Zrozum też że nigdy nie uważałem tej serii za coś przełomowego (ale też i nie najgorsze co czytałem) - niektóre książki czytam i po dwa tygodnie a tu dzień, góra dwa i poszło (najgorzej z tą trójką bo naprawdę ... Szczere i pierwsze odczucie to, że agent mu podsunął: "Rozwlecz to jakoś, po co masz sprzedać trzy tomy, skoro można cztery").

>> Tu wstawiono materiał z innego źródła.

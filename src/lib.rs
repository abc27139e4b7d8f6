//! node-e2e - Node end-to-end test harness
//!
//! Prepares a single Kubernetes node for end-to-end tests and runs the spec
//! commands against it.
//!
//! # Architecture
//!
//! - **One binary, three roles**: test runner, services supervisor
//!   (`--run-services-mode`) and system validator (`--system-validate-mode`)
//! - **Setup once**: validation, image pre-pull, service start and the node
//!   readiness gate run on the primary worker; the other workers receive the
//!   resulting test context
//! - **Reporting**: JUnit XML per worker plus a console summary

pub mod config;
pub mod error;
pub mod exec;
pub mod images;
pub mod mode;
pub mod output;
pub mod readiness;
pub mod services;
pub mod suite;
pub mod system;

pub use config::{HarnessConfig, NodeTestContext};
pub use error::HarnessError;

/// Result type used throughout node-e2e
pub type Result<T> = anyhow::Result<T>;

Lubię motyw wędrówki w fantasy i dlatego właśnie początkowo się wciągnąłem. Rozumiem, że nie chcesz się chełpić swą twórczością więc nie możesz przyznać tego co podsunąłem. Ale ja przyznaję, że mam chyba prostszy gust niż Ty. Nie zwróciłem po prostu uwagi na wiele wskazanych przez Ciebie w innych tematach błędów. Roran zabił 200 ludzi młotkiem? A wiesz co ja zrobiłem w Bitwie o Śródziemie? Zatrzymałem całą jazdę Rohanu w bramie Minas Tirith dwoma oddziałami orków pikinierów - Roran przy tym wymięka :D
Jeszcze wyjaśnię odnośnie much, nie chodziło mi o fakt że skoro dużo osób to kupiło to musi być genialne ale o sam fakt że KTOŚ to kupił. Amatorskie, wtórne a się rozeszło. Tak dobry marketing? To ja chcę być wydany u Paolinich! :D
Tak na marginesie tylko dodam co zawsze powtarzam - książka, nawet nie najwyższych lotów może być moim zdaniem dla młodego człowieka zachętą do dalszego czytania, dla przyjemności. Dziś czytanie książek to niemal kara (to moje obserwacje, może Ty masz inne). Ja nie wyobrażam sobie życia bez książek.
Z ciekawości zapytam: możesz podać kilka tytułów (poza Tolkienem), które przypadły Ci do gustu?

ocenił(a) film na 1
Valdoraptor23

"Tak sobie myślę - właściwie nie wiadomo na ile to zarozumiałość czy samozachwyt Paoliniego a na ile... Wpływ otoczenia?"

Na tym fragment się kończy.